- [WHAT IS NEEDED]
Read the records below and copy each line that contains "body".

- [RECORD SET]
______

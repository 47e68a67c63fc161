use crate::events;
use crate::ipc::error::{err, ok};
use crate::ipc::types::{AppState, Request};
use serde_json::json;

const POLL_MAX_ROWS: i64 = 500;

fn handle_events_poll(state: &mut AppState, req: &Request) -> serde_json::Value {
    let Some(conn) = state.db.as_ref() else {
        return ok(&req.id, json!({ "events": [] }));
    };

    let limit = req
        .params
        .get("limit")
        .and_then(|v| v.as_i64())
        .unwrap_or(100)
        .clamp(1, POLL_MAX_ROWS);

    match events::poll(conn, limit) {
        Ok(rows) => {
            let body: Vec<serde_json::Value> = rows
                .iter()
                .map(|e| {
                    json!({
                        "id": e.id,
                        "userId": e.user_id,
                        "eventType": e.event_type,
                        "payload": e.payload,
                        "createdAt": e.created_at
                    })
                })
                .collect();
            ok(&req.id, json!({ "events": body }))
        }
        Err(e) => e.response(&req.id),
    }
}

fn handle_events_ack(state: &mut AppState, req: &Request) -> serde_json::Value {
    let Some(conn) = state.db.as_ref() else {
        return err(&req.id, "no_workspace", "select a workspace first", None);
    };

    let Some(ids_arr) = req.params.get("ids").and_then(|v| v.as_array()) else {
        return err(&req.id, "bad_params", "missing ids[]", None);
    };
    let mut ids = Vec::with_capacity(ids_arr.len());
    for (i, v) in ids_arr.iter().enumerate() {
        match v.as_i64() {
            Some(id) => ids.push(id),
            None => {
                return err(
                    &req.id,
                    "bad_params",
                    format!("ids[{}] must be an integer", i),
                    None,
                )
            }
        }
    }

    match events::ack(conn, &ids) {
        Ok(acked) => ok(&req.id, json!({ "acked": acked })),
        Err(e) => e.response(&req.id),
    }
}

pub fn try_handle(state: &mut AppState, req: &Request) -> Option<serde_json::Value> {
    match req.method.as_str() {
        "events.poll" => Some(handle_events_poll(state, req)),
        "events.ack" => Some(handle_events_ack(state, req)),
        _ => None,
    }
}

______

- [SOLVED EXERCISE]
            let body: Vec<serde_json::Value> = rows
            ok(&req.id, json!({ "events": body }))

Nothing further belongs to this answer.